The author, whose follow-up spin-off to Love, SimonLeah on the Offbeat, focused on a bisexual teen, added that her exploration of sexuality in her novels had led to her being accused of "the quintessential example of allocishet inauthenticity".

"I was a straight woman writing shitty queer books for the straights, profiting off of communities I had no connection to", Albertalli added.

She went on: "Because the thing is, I called myself straight in a bunch of early interviews.
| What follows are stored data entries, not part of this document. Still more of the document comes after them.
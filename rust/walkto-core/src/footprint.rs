//! Interaction footprints of placed objects.
//!
//! An object's footprint answers two questions for the pathfinder: which tiles an
//! entity may interact from (`is_valid`), and which of those are cut off by the
//! object's rotated clip mask or its approach geometry (`is_blocked`).

use rustc_hash::FxHashSet;

use crate::collision::CollisionMap;
use crate::geometry::{Direction, Tile};
use crate::object::{ObjectDef, ObjectInstance, ObjectType};

pub const CLIP_NORTH: u8 = 0x1;
pub const CLIP_EAST: u8 = 0x2;
pub const CLIP_SOUTH: u8 = 0x4;
pub const CLIP_WEST: u8 = 0x8;
const CLIP_BITS: u8 = 4;
const CLIP_FULL: u8 = 0xF;

/// Rotates a 4-bit clip mask left by `rotation` quarter turns.
/// Rotations outside 0..=3 are treated as fully blocked.
pub fn rotate_clip_mask(mask: u8, rotation: u8) -> u8 {
    if rotation >= CLIP_BITS {
        return CLIP_FULL;
    }
    let m = mask & CLIP_FULL;
    ((m << rotation) & CLIP_FULL) | (m >> (CLIP_BITS - rotation))
}

/// Which side of a `width` x `length` rectangle a ring tile at offset (x, z) sits on.
/// Edge tiles report the direction facing back toward the object; corners report
/// their own diagonal. Offsets inside the rectangle or off the ring give None.
pub fn ring_face(x: i32, z: i32, width: i32, length: i32) -> Option<Direction> {
    let on_x_edge = z != -1 && z != length;
    let on_z_edge = x != -1 && x != width;
    let face = match (x, z) {
        _ if x == -1 && on_x_edge => Direction::East,
        _ if x == width && on_x_edge => Direction::West,
        _ if z == -1 && on_z_edge => Direction::North,
        _ if z == length && on_z_edge => Direction::South,
        (-1, -1) => Direction::SouthWest,
        _ if x == -1 && z == length => Direction::NorthWest,
        _ if x == width && z == -1 => Direction::SouthEast,
        _ if x == width && z == length => Direction::NorthEast,
        _ => return None,
    };
    Some(face)
}

#[derive(Clone, Debug)]
pub struct ObjectFootprint {
    object: ObjectInstance,
    width: i32,
    length: i32,
    blocked: FxHashSet<(i32, i32)>,
}

impl ObjectFootprint {
    pub fn resolve<C: CollisionMap + ?Sized>(object: &ObjectInstance, def: &ObjectDef, collision: &C) -> Self {
        let (width, length) = def.effective_size(object.rotation);
        let origin = object.tile;
        let mut blocked = FxHashSet::default();

        let clip = rotate_clip_mask(def.clip_mask, object.rotation);
        if clip & CLIP_NORTH != 0 {
            for x in 0..width { blocked.insert(origin.transform(x, length).planar()); }
        }
        if clip & CLIP_EAST != 0 {
            for z in 0..length { blocked.insert(origin.transform(width, z).planar()); }
        }
        if clip & CLIP_SOUTH != 0 {
            for x in 0..width { blocked.insert(origin.transform(x, -1).planar()); }
        }
        if clip & CLIP_WEST != 0 {
            for z in 0..length { blocked.insert(origin.transform(-1, z).planar()); }
        }

        if object.kind.blocks_diagonal_approach() {
            for x in -1..=width {
                for z in -1..=length {
                    let Some(face) = ring_face(x, z, width, length) else { continue };
                    let tile = origin.transform(x, z);
                    if face.is_diagonal() || collision.is_blocked(tile, face, false) {
                        blocked.insert(tile.planar());
                    }
                }
            }
        }

        Self { object: object.clone(), width, length, blocked }
    }

    pub fn object(&self) -> &ObjectInstance { &self.object }

    /// Effective (width, length) after rotation.
    pub fn size(&self) -> (i32, i32) { (self.width, self.length) }

    /// Whether `tile` is a place this object may be interacted with from,
    /// before clip-mask blocking is considered.
    pub fn is_valid(&self, tile: Tile) -> bool {
        let o = self.object.tile;
        match self.object.kind {
            ObjectType::LengthwiseWall => match self.object.rotation {
                0 => {
                    tile.x >= o.x - self.width
                        && tile.x <= o.x
                        && tile.z >= o.z - self.length
                        && tile.z <= o.z + self.length
                }
                1 => tile.same_as(o) || tile.same_as(o.transform(0, 1)),
                2 => tile.same_as(o) || tile.same_as(o.transform(1, 0)),
                3 => tile.same_as(o) || tile.same_as(o.transform(0, -1)) || tile.same_as(o.transform(-1, 0)),
                _ => false,
            },
            ObjectType::InteractableWall | ObjectType::WallDecoration => tile.same_as(o),
            _ => !self.covers(tile),
        }
    }

    pub fn is_blocked(&self, tile: Tile) -> bool { self.blocked.contains(&tile.planar()) }

    /// Border predicate handed to the pathfinder.
    pub fn accepts(&self, tile: Tile) -> bool { self.is_valid(tile) && !self.is_blocked(tile) }

    /// True when `tile` lies inside the object's own rectangle.
    pub fn covers(&self, tile: Tile) -> bool {
        let o = self.object.tile;
        tile.x >= o.x && tile.x < o.x + self.width && tile.z >= o.z && tile.z < o.z + self.length
    }

    pub fn blocked_tiles(&self) -> impl Iterator<Item = Tile> + '_ {
        let h = self.object.tile.height;
        self.blocked.iter().map(move |&(x, z)| Tile::with_height(x, z, h))
    }

    /// Accepted tiles of the one-wider ring (interior included), in x-major order.
    pub fn border_tiles(&self) -> Vec<Tile> {
        let mut out = Vec::new();
        for x in -1..=self.width {
            for z in -1..=self.length {
                let tile = self.object.tile.transform(x, z);
                if self.accepts(tile) { out.push(tile); }
            }
        }
        out
    }

    /// Tile an entity should turn toward once it has arrived next to the object.
    pub fn facing_tile(&self, entity_tile: Tile) -> Tile {
        let o = self.object.tile;
        match self.object.kind {
            ObjectType::LengthwiseWall => match self.object.rotation {
                0 => o.transform(if entity_tile.x == o.x { -1 } else { 0 }, 0),
                1 => o.transform(0, 1),
                2 => o.transform(1, 0),
                _ => o.transform(0, -1),
            },
            _ => o.transform(self.width >> 1, self.length >> 1),
        }
    }
}

#[cfg(test)]
mod tests {
    use super::*;
    use crate::collision::GridCollision;

    fn resolve(kind: ObjectType, rot: u8, def: ObjectDef, at: Tile) -> ObjectFootprint {
        let obj = ObjectInstance::new(def.id, at, rot, kind);
        ObjectFootprint::resolve(&obj, &def, &GridCollision::new())
    }

    #[test]
    fn clip_mask_rotation_has_order_four() {
        for mask in 0u8..16 {
            let mut m = mask;
            for _ in 0..4 { m = rotate_clip_mask(m, 1); }
            assert_eq!(m, mask, "mask {mask:#x}");
            assert_eq!(rotate_clip_mask(mask, 0), mask);
            assert_eq!(rotate_clip_mask(rotate_clip_mask(mask, 1), 3), mask);
        }
        assert_eq!(rotate_clip_mask(CLIP_NORTH, 1), CLIP_EAST);
        assert_eq!(rotate_clip_mask(CLIP_WEST, 1), CLIP_NORTH);
        assert_eq!(rotate_clip_mask(CLIP_NORTH, 7), 0xF);
    }

    #[test]
    fn plain_one_by_one_borders_are_its_eight_neighbours() {
        let fp = resolve(ObjectType::Plain, 0, ObjectDef::new(1, 1, 1, 0), Tile::new(10, 10));
        let tiles = fp.border_tiles();
        assert_eq!(tiles.len(), 8);
        for t in &tiles {
            assert_eq!(t.distance(Tile::new(10, 10)), 1);
        }
        assert!(!fp.accepts(Tile::new(10, 10)));
    }

    #[test]
    fn interactable_drops_corners() {
        let fp = resolve(ObjectType::Interactable, 0, ObjectDef::new(1, 2, 2, 0), Tile::new(0, 0));
        let tiles = fp.border_tiles();
        // 4x4 ring minus 2x2 interior minus 4 corners
        assert_eq!(tiles.len(), 8);
        assert!(fp.is_blocked(Tile::new(-1, -1)));
        assert!(fp.is_blocked(Tile::new(2, 2)));
        assert!(fp.accepts(Tile::new(-1, 0)));
    }

    #[test]
    fn interactable_respects_walls_facing_the_object() {
        let mut grid = GridCollision::new();
        // Wall on the east edge of (-1,0), i.e. between it and the object.
        grid.add_wall(Tile::new(-1, 0), Direction::East, false);
        let def = ObjectDef::new(1, 1, 1, 0);
        let obj = ObjectInstance::new(1, Tile::new(0, 0), 0, ObjectType::Interactable);
        let fp = ObjectFootprint::resolve(&obj, &def, &grid);
        assert!(!fp.accepts(Tile::new(-1, 0)));
        assert!(fp.accepts(Tile::new(1, 0)));
        assert_eq!(fp.border_tiles().len(), 3);
    }

    #[test]
    fn clip_mask_strips_follow_rotation() {
        // 2x1 def rotated once becomes 1x2; north bit rotates to east.
        let fp = resolve(ObjectType::Plain, 1, ObjectDef::new(1, 2, 1, CLIP_NORTH), Tile::new(5, 5));
        assert_eq!(fp.size(), (1, 2));
        assert!(fp.is_blocked(Tile::new(6, 5)));
        assert!(fp.is_blocked(Tile::new(6, 6)));
        assert!(!fp.is_blocked(Tile::new(5, 7)));
        assert!(fp.accepts(Tile::new(4, 5)));
    }

    #[test]
    fn lengthwise_wall_rotation_one_accepts_only_its_pair() {
        let at = Tile::new(20, 20);
        let fp = resolve(ObjectType::LengthwiseWall, 1, ObjectDef::new(1, 1, 1, 0), at);
        let tiles = fp.border_tiles();
        assert_eq!(tiles, vec![at, at.transform(0, 1)]);
        for x in -1..=1 {
            for z in -1..=1 {
                let t = at.transform(x, z);
                if t != at && t != at.transform(0, 1) {
                    assert!(!fp.accepts(t), "{t} should be rejected");
                }
            }
        }
    }

    #[test]
    fn lengthwise_wall_rotations_are_distinct() {
        let at = Tile::new(0, 0);
        let def = ObjectDef::new(1, 1, 1, 0);
        let r0 = resolve(ObjectType::LengthwiseWall, 0, def.clone(), at).border_tiles();
        let r2 = resolve(ObjectType::LengthwiseWall, 2, def.clone(), at).border_tiles();
        let r3 = resolve(ObjectType::LengthwiseWall, 3, def.clone(), at).border_tiles();
        assert_eq!(r0.len(), 6);
        assert_eq!(r2, vec![at, at.transform(1, 0)]);
        assert_eq!(r3, vec![at.transform(-1, 0), at.transform(0, -1), at]);
        assert!(resolve(ObjectType::LengthwiseWall, 5, def, at).border_tiles().is_empty());
    }

    #[test]
    fn wall_decorations_accept_only_own_tile() {
        let at = Tile::new(3, 3);
        for kind in [ObjectType::WallDecoration, ObjectType::InteractableWall] {
            let fp = resolve(kind, 2, ObjectDef::new(1, 1, 1, 0), at);
            assert_eq!(fp.border_tiles(), vec![at]);
        }
    }

    #[test]
    fn facing_uses_centroid_or_wall_rules() {
        let fp = resolve(ObjectType::Plain, 0, ObjectDef::new(1, 3, 2, 0), Tile::new(10, 10));
        assert_eq!(fp.facing_tile(Tile::new(9, 9)), Tile::new(11, 11));

        let door = resolve(ObjectType::LengthwiseWall, 0, ObjectDef::new(2, 1, 1, 0), Tile::new(10, 10));
        assert_eq!(door.facing_tile(Tile::new(10, 10)), Tile::new(9, 10));
        assert_eq!(door.facing_tile(Tile::new(9, 10)), Tile::new(10, 10));
        let door3 = resolve(ObjectType::LengthwiseWall, 3, ObjectDef::new(2, 1, 1, 0), Tile::new(10, 10));
        assert_eq!(door3.facing_tile(Tile::new(10, 10)), Tile::new(10, 9));
    }

    #[test]
    fn ring_faces_point_back_at_the_object() {
        assert_eq!(ring_face(-1, 0, 1, 1), Some(Direction::East));
        assert_eq!(ring_face(1, 0, 1, 1), Some(Direction::West));
        assert_eq!(ring_face(0, -1, 1, 1), Some(Direction::North));
        assert_eq!(ring_face(0, 1, 1, 1), Some(Direction::South));
        assert_eq!(ring_face(-1, -1, 1, 1), Some(Direction::SouthWest));
        assert_eq!(ring_face(1, 1, 1, 1), Some(Direction::NorthEast));
        assert_eq!(ring_face(0, 0, 1, 1), None);
    }
}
"But labels change sometimes. That’s what everyone always says, right? It’s okay if you’re not out. It’s okay if you’re not ready. It’s okay if you don’t fully understand your identity yet. There’s no time limit, no age limit, no one right way to be queer."

The writer added: "Let me be perfectly clear: this isn’t how I wanted to come out. This doesn’t feel good or empowering, or even particularly safe.

"Honestly, I’m doing this because I’ve been scrutinized, subtweeted, mocked, lectured, and invalidated just about every single day for years, and I’m exhausted."

The nature of Albertalli's coming out echoes the uncomfortable discourse which surrounded the decisions of singer Rita Ora and actress Jameela Jamil to come out pubicly.

Ora opened up about her past experiences with women after receiving criticism for including lyrics about kissing girls in her song, 'Girls', while Jamil issued a statement clarifiying that she considers herself pansexual after being criticised for accepting a judging role on HBO voguing series Legendary.